### About this task
Print exactly those lines that run from the beginning of the data to the line bearing "use arrow_buffer::ScalarBuffer;", inclusive.

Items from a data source
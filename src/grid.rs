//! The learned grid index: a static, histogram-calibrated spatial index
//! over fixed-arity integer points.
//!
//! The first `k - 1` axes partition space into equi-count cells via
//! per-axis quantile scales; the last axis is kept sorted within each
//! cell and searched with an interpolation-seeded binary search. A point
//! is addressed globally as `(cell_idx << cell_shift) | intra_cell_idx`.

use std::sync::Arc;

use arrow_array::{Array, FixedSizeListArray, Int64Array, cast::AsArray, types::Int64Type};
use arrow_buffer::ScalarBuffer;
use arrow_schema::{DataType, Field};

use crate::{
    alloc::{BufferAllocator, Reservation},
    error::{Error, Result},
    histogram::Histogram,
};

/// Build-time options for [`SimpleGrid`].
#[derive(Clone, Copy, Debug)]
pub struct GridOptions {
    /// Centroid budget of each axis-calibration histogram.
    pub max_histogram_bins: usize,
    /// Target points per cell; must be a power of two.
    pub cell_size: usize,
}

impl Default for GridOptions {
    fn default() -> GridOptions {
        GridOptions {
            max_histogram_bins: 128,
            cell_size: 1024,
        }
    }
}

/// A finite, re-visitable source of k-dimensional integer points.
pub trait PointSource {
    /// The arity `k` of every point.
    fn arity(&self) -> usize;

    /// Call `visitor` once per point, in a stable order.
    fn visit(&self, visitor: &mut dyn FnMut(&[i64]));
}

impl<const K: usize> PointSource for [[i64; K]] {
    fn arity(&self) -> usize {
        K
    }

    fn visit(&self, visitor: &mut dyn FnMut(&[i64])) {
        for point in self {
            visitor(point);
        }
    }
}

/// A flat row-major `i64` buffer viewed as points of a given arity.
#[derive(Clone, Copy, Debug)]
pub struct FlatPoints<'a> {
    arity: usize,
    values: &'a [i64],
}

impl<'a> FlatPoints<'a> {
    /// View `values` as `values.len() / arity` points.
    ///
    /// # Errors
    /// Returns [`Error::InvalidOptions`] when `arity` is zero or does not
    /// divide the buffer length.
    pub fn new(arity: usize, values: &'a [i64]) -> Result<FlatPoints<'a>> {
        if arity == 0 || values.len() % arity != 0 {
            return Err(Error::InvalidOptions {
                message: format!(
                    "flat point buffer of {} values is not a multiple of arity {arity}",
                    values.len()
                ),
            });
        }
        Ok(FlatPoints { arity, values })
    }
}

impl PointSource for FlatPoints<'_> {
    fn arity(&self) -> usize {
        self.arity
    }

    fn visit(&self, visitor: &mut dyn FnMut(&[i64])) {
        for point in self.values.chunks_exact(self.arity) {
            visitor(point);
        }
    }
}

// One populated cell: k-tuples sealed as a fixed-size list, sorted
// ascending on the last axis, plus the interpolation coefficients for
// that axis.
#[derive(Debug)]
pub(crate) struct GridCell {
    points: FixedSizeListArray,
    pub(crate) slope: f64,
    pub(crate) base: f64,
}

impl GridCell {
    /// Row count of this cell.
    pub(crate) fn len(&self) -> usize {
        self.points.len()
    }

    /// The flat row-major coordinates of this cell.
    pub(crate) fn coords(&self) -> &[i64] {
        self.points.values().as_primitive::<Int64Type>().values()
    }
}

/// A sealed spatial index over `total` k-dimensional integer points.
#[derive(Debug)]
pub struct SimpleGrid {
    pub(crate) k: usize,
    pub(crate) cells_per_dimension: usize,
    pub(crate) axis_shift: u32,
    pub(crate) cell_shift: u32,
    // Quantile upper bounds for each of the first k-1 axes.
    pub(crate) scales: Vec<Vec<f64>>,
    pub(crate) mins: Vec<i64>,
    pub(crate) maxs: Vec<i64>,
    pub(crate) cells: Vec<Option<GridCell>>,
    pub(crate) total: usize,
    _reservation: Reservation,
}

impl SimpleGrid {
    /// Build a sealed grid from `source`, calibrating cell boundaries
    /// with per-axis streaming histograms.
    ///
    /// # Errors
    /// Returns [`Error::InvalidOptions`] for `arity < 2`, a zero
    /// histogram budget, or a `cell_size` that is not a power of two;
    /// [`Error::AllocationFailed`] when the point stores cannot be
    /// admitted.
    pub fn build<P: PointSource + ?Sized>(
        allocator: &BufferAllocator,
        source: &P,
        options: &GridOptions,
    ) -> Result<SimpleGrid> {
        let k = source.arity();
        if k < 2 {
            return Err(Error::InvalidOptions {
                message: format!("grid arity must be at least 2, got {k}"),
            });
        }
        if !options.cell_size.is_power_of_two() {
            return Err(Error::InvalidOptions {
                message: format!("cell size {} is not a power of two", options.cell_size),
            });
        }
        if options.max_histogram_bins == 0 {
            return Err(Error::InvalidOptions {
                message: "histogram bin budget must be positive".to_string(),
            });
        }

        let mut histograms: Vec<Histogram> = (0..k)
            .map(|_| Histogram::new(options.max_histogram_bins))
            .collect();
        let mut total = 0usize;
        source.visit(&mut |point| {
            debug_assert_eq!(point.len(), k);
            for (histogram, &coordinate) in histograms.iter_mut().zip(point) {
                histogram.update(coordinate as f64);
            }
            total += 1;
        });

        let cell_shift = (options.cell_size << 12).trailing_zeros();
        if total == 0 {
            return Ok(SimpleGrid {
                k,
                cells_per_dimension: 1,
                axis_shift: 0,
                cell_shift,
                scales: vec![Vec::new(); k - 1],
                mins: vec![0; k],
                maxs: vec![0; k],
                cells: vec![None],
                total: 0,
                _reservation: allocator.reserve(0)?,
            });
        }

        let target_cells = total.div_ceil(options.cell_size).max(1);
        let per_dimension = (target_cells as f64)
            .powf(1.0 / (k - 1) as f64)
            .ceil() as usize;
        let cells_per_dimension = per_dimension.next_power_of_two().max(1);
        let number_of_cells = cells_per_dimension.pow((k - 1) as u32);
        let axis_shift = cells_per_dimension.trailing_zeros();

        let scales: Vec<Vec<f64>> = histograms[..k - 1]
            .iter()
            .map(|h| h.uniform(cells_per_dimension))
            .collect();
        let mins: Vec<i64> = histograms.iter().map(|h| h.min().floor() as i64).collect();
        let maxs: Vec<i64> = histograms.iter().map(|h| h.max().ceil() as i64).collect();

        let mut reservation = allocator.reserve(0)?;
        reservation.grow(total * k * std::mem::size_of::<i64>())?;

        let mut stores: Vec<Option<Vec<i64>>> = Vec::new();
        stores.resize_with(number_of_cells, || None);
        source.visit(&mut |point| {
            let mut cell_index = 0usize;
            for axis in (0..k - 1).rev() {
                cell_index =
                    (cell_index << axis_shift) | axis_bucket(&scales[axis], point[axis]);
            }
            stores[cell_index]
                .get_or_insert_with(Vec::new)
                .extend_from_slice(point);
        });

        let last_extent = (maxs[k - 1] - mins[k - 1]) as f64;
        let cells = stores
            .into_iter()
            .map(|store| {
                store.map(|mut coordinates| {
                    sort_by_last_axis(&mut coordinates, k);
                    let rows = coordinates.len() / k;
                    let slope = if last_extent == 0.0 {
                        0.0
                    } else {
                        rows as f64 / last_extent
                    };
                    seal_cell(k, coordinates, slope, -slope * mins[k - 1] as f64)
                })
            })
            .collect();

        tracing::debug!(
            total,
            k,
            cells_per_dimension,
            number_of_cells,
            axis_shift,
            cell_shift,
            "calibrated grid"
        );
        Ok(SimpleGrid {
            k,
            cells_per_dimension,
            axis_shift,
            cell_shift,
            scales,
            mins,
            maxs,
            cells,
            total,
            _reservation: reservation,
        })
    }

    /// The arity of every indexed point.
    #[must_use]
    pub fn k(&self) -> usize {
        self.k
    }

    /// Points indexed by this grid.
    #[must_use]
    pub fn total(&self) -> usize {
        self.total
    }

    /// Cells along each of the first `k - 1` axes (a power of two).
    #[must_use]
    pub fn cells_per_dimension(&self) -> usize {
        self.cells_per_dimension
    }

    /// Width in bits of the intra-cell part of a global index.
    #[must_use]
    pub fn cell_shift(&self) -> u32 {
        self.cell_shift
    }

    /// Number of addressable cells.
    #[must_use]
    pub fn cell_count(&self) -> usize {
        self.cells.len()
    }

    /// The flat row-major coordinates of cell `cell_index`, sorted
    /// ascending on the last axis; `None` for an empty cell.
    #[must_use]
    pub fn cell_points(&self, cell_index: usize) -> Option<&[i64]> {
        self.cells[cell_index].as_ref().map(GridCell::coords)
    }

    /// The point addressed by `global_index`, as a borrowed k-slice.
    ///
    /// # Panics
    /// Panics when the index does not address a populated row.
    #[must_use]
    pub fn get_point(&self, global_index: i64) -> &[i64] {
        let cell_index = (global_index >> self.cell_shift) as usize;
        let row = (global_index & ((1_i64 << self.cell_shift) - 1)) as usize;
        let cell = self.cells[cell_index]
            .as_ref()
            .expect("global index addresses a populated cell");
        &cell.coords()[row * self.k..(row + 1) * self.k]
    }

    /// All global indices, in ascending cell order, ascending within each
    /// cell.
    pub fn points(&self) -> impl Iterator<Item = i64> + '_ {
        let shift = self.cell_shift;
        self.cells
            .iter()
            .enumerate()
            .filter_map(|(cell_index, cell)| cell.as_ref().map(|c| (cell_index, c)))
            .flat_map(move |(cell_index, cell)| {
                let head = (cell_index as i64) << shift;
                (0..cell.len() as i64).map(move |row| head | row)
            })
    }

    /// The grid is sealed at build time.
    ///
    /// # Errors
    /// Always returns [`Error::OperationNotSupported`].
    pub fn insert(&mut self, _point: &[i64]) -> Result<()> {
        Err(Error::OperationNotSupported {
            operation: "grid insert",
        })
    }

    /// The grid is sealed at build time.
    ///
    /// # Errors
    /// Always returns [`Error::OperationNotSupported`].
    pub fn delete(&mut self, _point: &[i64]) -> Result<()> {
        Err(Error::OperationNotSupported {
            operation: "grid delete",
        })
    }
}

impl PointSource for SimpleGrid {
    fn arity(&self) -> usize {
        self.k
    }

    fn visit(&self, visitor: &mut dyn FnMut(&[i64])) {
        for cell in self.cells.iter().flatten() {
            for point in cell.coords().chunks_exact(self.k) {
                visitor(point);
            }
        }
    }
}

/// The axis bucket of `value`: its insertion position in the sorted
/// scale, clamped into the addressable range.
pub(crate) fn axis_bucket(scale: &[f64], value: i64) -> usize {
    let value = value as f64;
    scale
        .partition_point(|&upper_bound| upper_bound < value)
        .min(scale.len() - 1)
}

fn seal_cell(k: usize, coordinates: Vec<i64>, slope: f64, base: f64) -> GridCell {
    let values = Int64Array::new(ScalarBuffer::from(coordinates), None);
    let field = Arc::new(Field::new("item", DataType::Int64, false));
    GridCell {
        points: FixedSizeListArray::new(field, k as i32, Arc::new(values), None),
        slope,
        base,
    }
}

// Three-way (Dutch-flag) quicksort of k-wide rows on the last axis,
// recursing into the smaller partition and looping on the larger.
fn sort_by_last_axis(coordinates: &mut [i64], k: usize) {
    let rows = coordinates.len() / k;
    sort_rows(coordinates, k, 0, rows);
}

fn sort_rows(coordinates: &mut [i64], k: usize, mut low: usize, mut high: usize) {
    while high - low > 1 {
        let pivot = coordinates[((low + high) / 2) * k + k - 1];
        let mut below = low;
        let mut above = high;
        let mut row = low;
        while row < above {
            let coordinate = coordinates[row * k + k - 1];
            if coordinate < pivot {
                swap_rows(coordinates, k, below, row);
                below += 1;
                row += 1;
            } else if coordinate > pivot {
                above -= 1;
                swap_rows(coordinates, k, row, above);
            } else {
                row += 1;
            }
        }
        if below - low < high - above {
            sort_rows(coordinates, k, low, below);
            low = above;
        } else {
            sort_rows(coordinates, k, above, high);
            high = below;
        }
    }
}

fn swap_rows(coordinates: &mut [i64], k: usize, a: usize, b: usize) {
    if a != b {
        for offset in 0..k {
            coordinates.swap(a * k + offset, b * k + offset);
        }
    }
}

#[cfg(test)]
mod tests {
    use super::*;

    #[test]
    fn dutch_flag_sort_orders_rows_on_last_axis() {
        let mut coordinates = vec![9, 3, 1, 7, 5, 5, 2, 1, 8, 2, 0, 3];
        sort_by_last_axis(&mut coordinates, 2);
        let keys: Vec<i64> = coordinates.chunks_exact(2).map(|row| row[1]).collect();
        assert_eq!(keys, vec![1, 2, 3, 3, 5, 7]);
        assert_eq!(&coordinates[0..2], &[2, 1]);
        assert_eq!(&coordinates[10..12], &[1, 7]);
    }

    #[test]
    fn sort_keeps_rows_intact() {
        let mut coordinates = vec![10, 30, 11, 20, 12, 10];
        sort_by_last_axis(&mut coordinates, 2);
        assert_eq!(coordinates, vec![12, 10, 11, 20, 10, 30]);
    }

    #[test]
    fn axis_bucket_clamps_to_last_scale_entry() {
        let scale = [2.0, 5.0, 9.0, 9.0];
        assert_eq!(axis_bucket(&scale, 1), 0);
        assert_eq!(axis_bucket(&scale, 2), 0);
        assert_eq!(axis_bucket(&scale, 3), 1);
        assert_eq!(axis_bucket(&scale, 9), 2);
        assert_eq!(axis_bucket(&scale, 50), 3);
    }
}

### Written solution
filename src/grid.rs
//! The learned grid index: a static, histogram-calibrated spatial index
//! over fixed-arity integer points.
//!
//! The first `k - 1` axes partition space into equi-count cells via
//! per-axis quantile scales; the last axis is kept sorted within each
//! cell and searched with an interpolation-seeded binary search. A point
//! is addressed globally as `(cell_idx << cell_shift) | intra_cell_idx`.

use std::sync::Arc;

use arrow_array::{Array, FixedSizeListArray, Int64Array, cast::AsArray, types::Int64Type};
use arrow_buffer::ScalarBuffer;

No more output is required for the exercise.